Tim Cook, Apple App Store
Apple CEO Tim Cook at an investor presentation regarding the App Store. (Credit: REUTERS) |

Apple has begun cleaning up its App Store, Sunday, after a malware attack infected the online outlet with a malicious program.

Cupertino, California tech giant Apple continues to be a popular target for hackers, who have proven it remains vulnerable to attack after the company allegedly discovered 39 of its apps on the Apple App Store embedded with the virus XcodeGhost late last week.

A rare form of malware, the XcodeGhost, made its way to the App Store via legitimate apps after hackers were able to convince developers to use imitation software known as Xcode used to mimic genuine iOS and Mac apps.

The infected Xcode was traced from a Chinese server developers may have utilized due to its faster download speeds.

The counterfeit software was tainted with malicious code and infected a reported total of 39 apps in the App Store, including WeChat, a popular mobile chat app, and Didi Kuaidi, a car-hire application before being detected.

Qihoo360 Technology Co, a Chinese security firm, said it had found 344 apps containing the XcodeGhost.

According to another cyber security firm, Palo Alto Networks, XcodeGhost appears to have limited functionality, and no data theft or user information leak has been uncovered as a result of the attack.

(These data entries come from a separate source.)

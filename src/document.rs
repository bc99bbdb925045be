use anyhow::{Context, Result};
use log::{debug, info, warn};
use mime_guess::from_path;
use pdf_extract::extract_text_by_pages;
use std::fs;
use std::path::Path;

/// A single page of extracted text
#[derive(Debug, Clone, PartialEq, Eq)]
pub struct Page {
    /// 1-based page number inside the source document
    pub number: usize,
    /// Normalized text of the page
    pub text: String,
}

/// Represents a loaded document as an ordered sequence of pages
#[derive(Debug, Clone)]
pub struct Document {
    /// The document's file name (used as document ID)
    pub document_id: String,
    /// The document's MIME type
    pub mime_type: String,
    /// Pages in source order
    pub pages: Vec<Page>,
}

impl Document {
    /// Load a document from a file path. PDFs yield one page per PDF page,
    /// plain text files yield a single page.
    pub fn from_file<P: AsRef<Path>>(file_path: P) -> Result<Self> {
        let path = file_path.as_ref();
        let file_name = path
            .file_name()
            .context("Invalid file name")?
            .to_str()
            .context("Invalid file name encoding")?
            .to_string();

        let mime = from_path(path).first_or_octet_stream();
        let mime_type = mime.to_string();
        debug!("Detected MIME type: {}", mime_type);

        let pages = read_document_pages(path, &mime_type)?;

        Ok(Document {
            document_id: file_name,
            mime_type,
            pages,
        })
    }

    /// Build a document from in-memory page texts, numbering pages from 1.
    pub fn from_pages<I, S>(document_id: &str, pages: I) -> Self
    where
        I: IntoIterator<Item = S>,
        S: Into<String>,
    {
        let pages = pages
            .into_iter()
            .enumerate()
            .map(|(idx, text)| Page {
                number: idx + 1,
                text: text.into(),
            })
            .collect();

        Document {
            document_id: document_id.to_string(),
            mime_type: "text/plain".to_string(),
            pages,
        }
    }
}

/// Read the pages of a document based on its MIME type
pub fn read_document_pages<P: AsRef<Path>>(file_path: P, mime_type: &str) -> Result<Vec<Page>> {
    let path = file_path.as_ref();

    match mime_type {
        mime if mime.starts_with("application/pdf") => {
            info!("Processing PDF document: {}", path.display());
            let raw_pages = extract_text_by_pages(path)
                .with_context(|| format!("Failed to extract text from PDF: {}", path.display()))?;

            let pages: Vec<Page> = raw_pages
                .iter()
                .enumerate()
                .map(|(idx, text)| Page {
                    number: idx + 1,
                    text: normalize_whitespace(text),
                })
                .collect();

            if pages.iter().all(|p| p.text.is_empty()) {
                warn!("Extracted PDF content is empty or contains only whitespace");
            }
            debug!("Extracted {} pages", pages.len());

            Ok(pages)
        }

        mime if mime.starts_with("text/") => {
            info!("Processing text document: {}", path.display());
            let content = fs::read_to_string(path)
                .with_context(|| format!("Failed to read text file: {}", path.display()))?;
            Ok(vec![Page {
                number: 1,
                text: normalize_whitespace(&content),
            }])
        }

        _ => Err(anyhow::anyhow!(
            "Unsupported document format: {}. Only text and PDF files are supported.",
            mime_type
        )),
    }
}

/// Normalize whitespace in text (collapse repeated spaces, cap blank lines at one)
fn normalize_whitespace(text: &str) -> String {
    let result = text.replace('\r', "");

    let mut prev_char = ' ';
    let mut newline_count = 0;
    let mut normalized = String::with_capacity(result.len());

    for c in result.chars() {
        if c == '\n' {
            newline_count += 1;
        } else {
            if newline_count > 0 {
                // Add at most two newlines (paragraph break)
                if newline_count >= 2 {
                    normalized.push_str("\n\n");
                } else {
                    normalized.push('\n');
                }
                newline_count = 0;
                prev_char = '\n';
            }

            if !(c == ' ' && (prev_char == ' ' || prev_char == '\n')) {
                normalized.push(c);
            }

            prev_char = c;
        }
    }

    normalized.trim().to_string()
}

The malware infection was a huge cause of alarm for Apple as it has come to their attention that hackers have been targeting developers who have legitimate apps found in the App Store. Attackers could infect the machines developers use to write their apps and spread the malware via this path. Moreover, other hackers are expected to copy this recently discovered approach.

Apple has said it has removed the infected apps from the App Store and has been collaborating with developers to ensure that they use the proper Xcode version to rebuild their tainted apps.

However, the company declined to mention the number of infected apps it uncovered, or resolve how iPhone and iPad users could determine if their devices have been compromised.